Medicare Advantage’s extra coverages—such as dental, vision, gym membership, and other coverage—attract many sign-ups, too. Just ensure you understand the limitations.
Who Is Medicare Advantage Not Best For?
If you have the means and time to shop for Part D and a Medigap plan (assuming you want this coverage), you may find more flexibility and cost coverage. Medicare Advantage may not be a good fit for you if you:
- Prioritize flexibility and choice regarding doctor, specialist, and institutional coverage
- Don’t want to worry about the need for frequent preauthorizations for high-cost care
- Travel between two or more states frequently (such as a snowbird)
- Have the funds to purchase a Medigap plan, which covers many Medicare costs and emergency care (up to a limit) when traveling internationally
How to Switch Back to Original Medicare
Switching back to Original Medicare comes with some important caveats, depending on how long it’s been since you were in Original Medicare.
If it’s been 12 or fewer months since you started with Medicare Advantage, you can switch back to your Medigap plan if it’s still available. But if it’s been longer or you never signed up for a Medigap plan, you may not qualify for one—or will need to pay more. Some states offer the opportunity to enroll in Medigap at any time.
Frequently Asked Questions (FAQs)
What Is a Preauthorization?
Preauthorization, or prior authorization, is your Medicare Advantage plan’s decision on covering your care. In short, your health provider submits information in advance to support a service, treatment, prescription, or equipment to increase the likelihood that the plan pays your claim. Your Medicare Advantage plan then decides whether that request meets the “medically necessary” requirement. It may not provide approval in some cases—such as if you would like to take Ozempic for weight loss. You can appeal the decision if your prior authorization is denied.
Why Do Insurance Companies Push Medicare Advantage Plans?
Insurance companies can profit from Medicare Advantage plans, although the plans aren’t necessarily always profitable for every company. In general, these plans encourage enrollment through extra benefits and maximum out-of-pocket limits that Original Medicare doesn’t offer.
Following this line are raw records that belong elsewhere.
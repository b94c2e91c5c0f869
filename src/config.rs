/// Control plane configuration
///
/// Read once at startup from `<config_dir>/pmctl/config.json`; every field has a default,
/// so a partial or missing file is fine. `PMCTL_REGISTRY_URL` and `PMCTL_PROJECTS` win
/// over the file. We never write this file.
use serde::{Deserialize, Serialize};
use std::path::{Path, PathBuf};
use std::time::Duration;
use tracing::{debug, info, warn};

use crate::app::APP_NAME;

/// Runtime configuration for the control plane
#[derive(Debug, Clone, Serialize, Deserialize)]
#[serde(default)]
pub struct ControlConfig {
    /// Base URL of the port registry service
    pub registry_url: String,

    /// How long a registry listing stays fresh
    pub registry_ttl_secs: u64,

    /// Upper bound on a single registry HTTP call
    pub registry_timeout_ms: u64,

    /// Our own invocation name, excluded from pattern matching
    pub self_name: String,

    /// Descriptor store (projects.json)
    pub projects_file: PathBuf,

    /// Grace period between SIGTERM and SIGKILL
    pub stop_grace_ms: u64,

    /// Wait after SIGKILL before re-querying
    pub kill_wait_ms: u64,

    /// How long `start` polls for the project to come online
    pub start_wait_secs: u64,

    /// trace | debug | info | warn | error
    pub log_level: String,
}

impl Default for ControlConfig {
    fn default() -> Self {
        Self {
            registry_url: "http://localhost:4444".to_string(),
            registry_ttl_secs: 5,
            registry_timeout_ms: 2000,
            self_name: APP_NAME.to_string(),
            projects_file: Self::config_dir().join("projects.json"),
            stop_grace_ms: 2000,
            kill_wait_ms: 1000,
            start_wait_secs: 12,
            log_level: "info".to_string(),
        }
    }
}

/// Where the configuration came from
/// Loading happens before logging is set up, so this is reported afterwards
#[derive(Debug, Clone, PartialEq)]
pub enum ConfigSource {
    Defaults,
    File(PathBuf),
    Ignored { path: PathBuf, reason: String },
}

impl ConfigSource {
    pub fn log(&self) {
        match self {
            ConfigSource::Defaults => debug!("No config file, using defaults"),
            ConfigSource::File(path) => info!("Loaded config from {:?}", path),
            ConfigSource::Ignored { path, reason } => {
                warn!("Ignoring config {:?}: {}; using defaults", path, reason)
            }
        }
    }
}

impl ControlConfig {
    /// Load configuration from file, then apply environment overrides
    pub fn load() -> (Self, ConfigSource) {
        let (config, source) = Self::load_from(&Self::config_dir().join("config.json"));
        let mut config = config.unwrap_or_default();
        config.apply_env();
        (config, source)
    }

    fn load_from(config_path: &Path) -> (Option<Self>, ConfigSource) {
        if !config_path.exists() {
            return (None, ConfigSource::Defaults);
        }
        let ignored = |reason: String| ConfigSource::Ignored {
            path: config_path.to_path_buf(),
            reason,
        };
        let contents = match std::fs::read_to_string(config_path) {
            Ok(contents) => contents,
            Err(e) => return (None, ignored(e.to_string())),
        };
        match serde_json::from_str(&contents) {
            Ok(config) => (Some(config), ConfigSource::File(config_path.to_path_buf())),
            Err(e) => (None, ignored(e.to_string())),
        }
    }

    fn apply_env(&mut self) {
        if let Ok(url) = std::env::var("PMCTL_REGISTRY_URL") {
            if !url.trim().is_empty() {
                self.registry_url = url.trim().trim_end_matches('/').to_string();
            }
        }
        if let Ok(path) = std::env::var("PMCTL_PROJECTS") {
            if !path.trim().is_empty() {
                self.projects_file = PathBuf::from(path.trim());
            }
        }
    }

    /// `<config_dir>/pmctl`, or `./.pmctl` when the platform has no config dir
    pub fn config_dir() -> PathBuf {
        dirs::config_dir()
            .map(|dir| dir.join(APP_NAME))
            .unwrap_or_else(|| PathBuf::from(format!(".{}", APP_NAME)))
    }

    pub fn registry_ttl(&self) -> Duration {
        Duration::from_secs(self.registry_ttl_secs)
    }

    pub fn registry_timeout(&self) -> Duration {
        Duration::from_millis(self.registry_timeout_ms)
    }

    pub fn stop_grace(&self) -> Duration {
        Duration::from_millis(self.stop_grace_ms)
    }

    pub fn kill_wait(&self) -> Duration {
        Duration::from_millis(self.kill_wait_ms)
    }

    pub fn tracing_level(&self) -> tracing::Level {
        self.log_level
            .parse()
            .unwrap_or(tracing::Level::INFO)
    }
}

#[cfg(test)]
mod tests {
    use super::*;

    #[test]
    fn test_defaults() {
        let config = ControlConfig::default();
        assert_eq!(config.registry_ttl(), Duration::from_secs(5));
        assert_eq!(config.registry_timeout(), Duration::from_secs(2));
        assert_eq!(config.self_name, "pmctl");
        assert!(config.projects_file.ends_with("projects.json"));
    }

    #[test]
    fn test_partial_file_keeps_defaults() {
        let config: ControlConfig =
            serde_json::from_str(r#"{"registry_url": "http://127.0.0.1:9999"}"#).unwrap();
        assert_eq!(config.registry_url, "http://127.0.0.1:9999");
        assert_eq!(config.registry_ttl_secs, 5);
        assert_eq!(config.stop_grace_ms, 2000);
    }

    #[test]
    fn test_load_from_file() {
        let dir = tempfile::tempdir().unwrap();
        let path = dir.path().join("config.json");
        std::fs::write(&path, r#"{"stop_grace_ms": 500}"#).unwrap();

        let (config, source) = ControlConfig::load_from(&path);
        assert_eq!(config.unwrap().stop_grace(), Duration::from_millis(500));
        assert_eq!(source, ConfigSource::File(path));
    }

    #[test]
    fn test_unparsable_file_is_reported() {
        let dir = tempfile::tempdir().unwrap();
        let path = dir.path().join("config.json");
        std::fs::write(&path, "{ not json").unwrap();

        let (config, source) = ControlConfig::load_from(&path);
        assert!(config.is_none());
        assert!(matches!(source, ConfigSource::Ignored { path: p, .. } if p == path));

        let (config, source) = ControlConfig::load_from(&dir.path().join("missing.json"));
        assert!(config.is_none());
        assert_eq!(source, ConfigSource::Defaults);
    }

    #[test]
    fn test_bad_log_level_falls_back_to_info() {
        let config = ControlConfig {
            log_level: "chatty".to_string(),
            ..ControlConfig::default()
        };
        assert_eq!(config.tracing_level(), tracing::Level::INFO);

        let config = ControlConfig {
            log_level: "debug".to_string(),
            ..ControlConfig::default()
        };
        assert_eq!(config.tracing_level(), tracing::Level::DEBUG);
    }
}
How Much Does Medicare Advantage Cost?
The average Medicare Advantage premium is estimated to be $17 in 2025. However, don’t forget that you’ll also likely pay the Part B premium and out-of-pocket costs for deductibles, copays, and increased costs for any out-of-network care you get. These costs vary by plan. There’s also a certain cost for your time involved in preauthorization requests. However, it’s easier to understand the maximum you’d spend per year by reviewing the maximum out-of-pocket (MOOP) limit your plan lists.
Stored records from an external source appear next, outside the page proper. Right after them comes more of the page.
/// Per-project status: one consistent read over ports, processes and conflicts
///
/// Every derived field of a status comes from a single resolved port list and a single
/// snapshot, so running/memory/open ports can't disagree with each other.
use chrono::{DateTime, Utc};
use futures_util::future::join_all;
use serde::Serialize;
use std::collections::{BTreeMap, BTreeSet};
use std::sync::Arc;
use tracing::{debug, error};

use crate::conflicts::{ConflictDetector, ConflictMap};
use crate::matcher::{MatchReasons, MatchedProcessSet, ProcessMatcher};
use crate::ports::PortResolver;
use crate::project::{ProjectDescriptor, ProjectSet};
use crate::registry::RegistryClient;
use crate::snapshot::{ProcessSnapshot, SnapshotSource};
use crate::tokens;

const CMDLINE_DISPLAY_LEN: usize = 80;
const BYTES_PER_MB: f64 = 1024.0 * 1024.0;

#[derive(Debug, Clone, PartialEq, Serialize)]
#[serde(rename_all = "camelCase")]
pub struct ProcessSummary {
    pub pid: u32,
    pub name: Option<String>,
    pub cmdline: Option<String>,
    pub memory_mb: Option<f64>,
    pub matched_by: MatchReasons,
}

#[derive(Debug, Clone, PartialEq, Serialize)]
#[serde(rename_all = "camelCase")]
pub struct ProjectStatus {
    pub name: String,
    pub description: String,
    pub tech: String,
    pub path: String,
    pub running: bool,
    pub ports: Vec<u16>,                          // Resolved: registry first, then config
    pub open_ports: Vec<u16>,                     // Subset of `ports` something listens on
    pub memory_mb: f64,                           // Sum over matched processes, 0.1 MB steps
    pub conflicts: BTreeMap<u16, Vec<String>>,    // Only conflicts touching `ports`
    pub processes: Vec<ProcessSummary>,
    pub pid_count: usize,
    pub token_usage: u64,                         // Scraped from the tail of the project logs
    // Descriptor metadata, echoed for the dashboard
    pub start_script: Option<String>,
    pub pm2_name: Option<String>,
    pub notes: String,
    pub relations: Vec<String>,
    pub log_files: Vec<String>,
    pub checked_at: DateTime<Utc>,
}

fn round_mb(bytes: u64) -> f64 {
    (bytes as f64 / BYTES_PER_MB * 10.0).round() / 10.0
}

fn truncate_chars(text: &str, max: usize) -> String {
    text.chars().take(max).collect()
}

/// Assemble a status from one port list and one snapshot
pub fn build_status(
    descriptor: &ProjectDescriptor,
    ports: Vec<u16>,
    snapshot: &ProcessSnapshot,
    matched: &MatchedProcessSet,
    conflicts: &ConflictMap,
    token_usage: u64,
) -> ProjectStatus {
    // Processes whose memory could not be read are left out of the sum, not counted as zero
    let memory_bytes: u64 = matched.iter().filter_map(|m| m.record.memory_bytes).sum();

    let listening = snapshot.listening_ports();
    let open_ports: BTreeSet<u16> = ports.iter().copied().filter(|p| listening.contains(p)).collect();

    let processes = matched
        .iter()
        .map(|m| ProcessSummary {
            pid: m.record.pid,
            name: m.record.name.clone(),
            cmdline: m.record.cmdline.as_deref().map(|c| truncate_chars(c, CMDLINE_DISPLAY_LEN)),
            memory_mb: m.record.memory_bytes.map(round_mb),
            matched_by: m.reasons,
        })
        .collect();

    ProjectStatus {
        name: descriptor.name.clone(),
        description: descriptor.description.clone(),
        tech: descriptor.tech.clone(),
        path: descriptor.path.clone(),
        running: !matched.is_empty(),
        conflicts: conflicts.for_ports(&ports),
        open_ports: open_ports.into_iter().collect(),
        ports,
        memory_mb: round_mb(memory_bytes),
        processes,
        pid_count: matched.len(),
        token_usage,
        start_script: descriptor.start_script.clone(),
        pm2_name: descriptor.pm2_name.clone(),
        notes: descriptor.notes.clone(),
        relations: descriptor.relations.clone(),
        log_files: descriptor.log_files.clone(),
        checked_at: Utc::now(),
    }
}

pub struct StatusAggregator {
    resolver: PortResolver,
    detector: ConflictDetector,
    matcher: ProcessMatcher,
    source: Arc<dyn SnapshotSource>,
}

impl StatusAggregator {
    pub fn new(registry: Arc<RegistryClient>, source: Arc<dyn SnapshotSource>, self_name: &str) -> Self {
        Self {
            resolver: PortResolver::new(registry.clone()),
            detector: ConflictDetector::new(registry),
            matcher: ProcessMatcher::new(self_name),
            source,
        }
    }

    pub fn resolver(&self) -> &PortResolver {
        &self.resolver
    }

    pub fn detector(&self) -> &ConflictDetector {
        &self.detector
    }

    /// Enumeration is blocking; keep it off the async workers
    pub async fn capture(&self) -> ProcessSnapshot {
        let source = self.source.clone();
        match tokio::task::spawn_blocking(move || source.capture()).await {
            Ok(snapshot) => snapshot,
            Err(e) => {
                error!("Snapshot capture failed: {}; treating everything as stopped", e);
                ProcessSnapshot::default()
            }
        }
    }

    /// Log scraping is file I/O too
    pub async fn token_usage(&self, descriptor: &ProjectDescriptor) -> u64 {
        let descriptor = descriptor.clone();
        match tokio::task::spawn_blocking(move || tokens::token_usage(&descriptor)).await {
            Ok(total) => total,
            Err(e) => {
                error!("Token scan failed: {}", e);
                0
            }
        }
    }

    /// Match a project against a fresh snapshot using its resolved ports
    pub async fn matched_processes(&self, descriptor: &ProjectDescriptor) -> MatchedProcessSet {
        let ports = self.resolver.resolve(descriptor).await;
        let snapshot = self.capture().await;
        self.matcher.match_with_ports(descriptor, &ports, &snapshot)
    }

    /// Status of one project; conflicts are computed over the whole set
    pub async fn aggregate(&self, descriptor: &ProjectDescriptor, projects: &ProjectSet) -> ProjectStatus {
        let conflicts = self.detector.detect(projects).await;
        self.aggregate_with(descriptor, &conflicts).await
    }

    /// Status of one project against a precomputed conflict map
    pub async fn aggregate_with(&self, descriptor: &ProjectDescriptor, conflicts: &ConflictMap) -> ProjectStatus {
        let ports = self.resolver.resolve(descriptor).await;
        let snapshot = self.capture().await;
        let matched = self.matcher.match_with_ports(descriptor, &ports, &snapshot);
        debug!(
            "{}: {} processes on ports {:?}",
            descriptor.name,
            matched.len(),
            ports
        );
        let token_usage = self.token_usage(descriptor).await;
        build_status(descriptor, ports, &snapshot, &matched, conflicts, token_usage)
    }

    /// Every project at once: conflicts computed once, projects aggregated concurrently
    pub async fn aggregate_all(&self, projects: &ProjectSet) -> BTreeMap<String, ProjectStatus> {
        let conflicts = self.detector.detect(projects).await;
        let statuses = join_all(
            projects
                .iter()
                .map(|descriptor| self.aggregate_with(descriptor, &conflicts)),
        )
        .await;
        statuses
            .into_iter()
            .map(|status| (status.name.clone(), status))
            .collect()
    }
}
How Much Does Original Medicare Cost?
Original Medicare’s costs include monthly premiums and out-of-pocket costs such as deductibles and copays or coinsurance. Ideally, your Original Medicare plan would involve buying Part A, Part B, Part D and a Medigap plan.
Let’s consider an estimate. Every month, you’d pay around $0 for Part A, $175 for Part B, $42 for Part D (the average for standalone Part D plans), and around $300 per month for a Medigap plan’s costs. That comes to $531 per month for a fully loaded Original Medicare plan. Your costs may be higher or lower depending on your chosen Medigap and Part D plans, and whether your income requires you to pay an extra fee on top of your Part B premium.
The Bottom Line
Do your research before you buy an MA plan. “One of the biggest disadvantages is when people get into a Medicare Advantage plan at age 65 for free benefits like dental cleanings and free glasses and have no health problems,” Omdahl said. “But the plan is supposed to take care of big medical issues at age 75 and 80, too, and people are surprised by their coverage later on.”